[Exercise goal]: Copy out all lines from the entries below in which "HttpCatalogApi" occurs.
◇ ◇ ◇ ◇
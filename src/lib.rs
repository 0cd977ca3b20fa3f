//! Paginated character catalog with a persisted local overlay of edits.
//!
//! Remote records come from a read-only catalog API. Local creates, edits and
//! deletes live in an overlay that takes precedence over remote data and
//! survives restarts through a [`persist::KeyValueStorage`].
//!
//! # Examples
//!
//! In-memory usage with [`core::store::CatalogStore`]:
//! ```
//! use catalog_overlay::{
//!     character::{CharacterDraft, CharacterPatch},
//!     core::store::CatalogStore,
//!     types::CharacterStatus,
//! };
//!
//! let mut store = CatalogStore::new();
//! let created = store.create_local(CharacterDraft {
//!     name: "Morty".to_string(),
//!     status: CharacterStatus::Alive,
//!     species: "Human".to_string(),
//!     image: "morty.png".to_string(),
//! });
//! assert_eq!(created.id, 1);
//!
//! let patch = CharacterPatch { name: Some("Evil Morty".to_string()), ..Default::default() };
//! store.update_local(created.id, &patch);
//! assert_eq!(store.find_by_id(1).map(|c| c.name), Some("Evil Morty".to_string()));
//!
//! store.delete_local(1);
//! assert!(store.filtered().is_empty());
//! ```
//!
//! Runtime usage with the HTTP client and SQLite-backed overlay:
//! ```no_run
//! use std::sync::Arc;
//!
//! use catalog_overlay::{
//!     api::HttpCatalogApi,
//!     core::store::CatalogStore,
//!     persist::sqlite::SqliteStorage,
//!     runtime::handle::{spawn_catalog, RuntimeConfig},
//!     types::ExecutionContext,
//! };
//!
//! # #[tokio::main]
//! # async fn main() {
//! let storage = SqliteStorage::open("catalog.db").expect("open sqlite");
//! let store = CatalogStore::with_storage(ExecutionContext::Browser, storage);
//! let handle = spawn_catalog(store, Arc::new(HttpCatalogApi::default()), RuntimeConfig::default());
//! handle.search("rick").await.expect("search");
//! let _visible = handle.filtered().await.expect("filtered");
//! handle.shutdown().await.expect("shutdown");
//! # }
//! ```
#![deny(missing_docs)]

/// Remote catalog client.
pub mod api;
/// Character records, drafts, patches and page envelopes.
pub mod character;
/// List, detail and form controllers.
pub mod controller;
/// Core store and pagination cursor.
pub mod core;
/// Local overlay of edits and deletions.
pub mod overlay;
/// Key-value persistence abstraction with memory and SQLite backends.
pub mod persist;
/// Navigation routes.
pub mod routes;
/// Single-writer runtime handle and events.
pub mod runtime;
/// Shared primitive types and enums.
pub mod types;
◇ ◇ ◇ ◇
[Result]:
//!     api::HttpCatalogApi,
//! let handle = spawn_catalog(store, Arc::new(HttpCatalogApi::default()), RuntimeConfig::default());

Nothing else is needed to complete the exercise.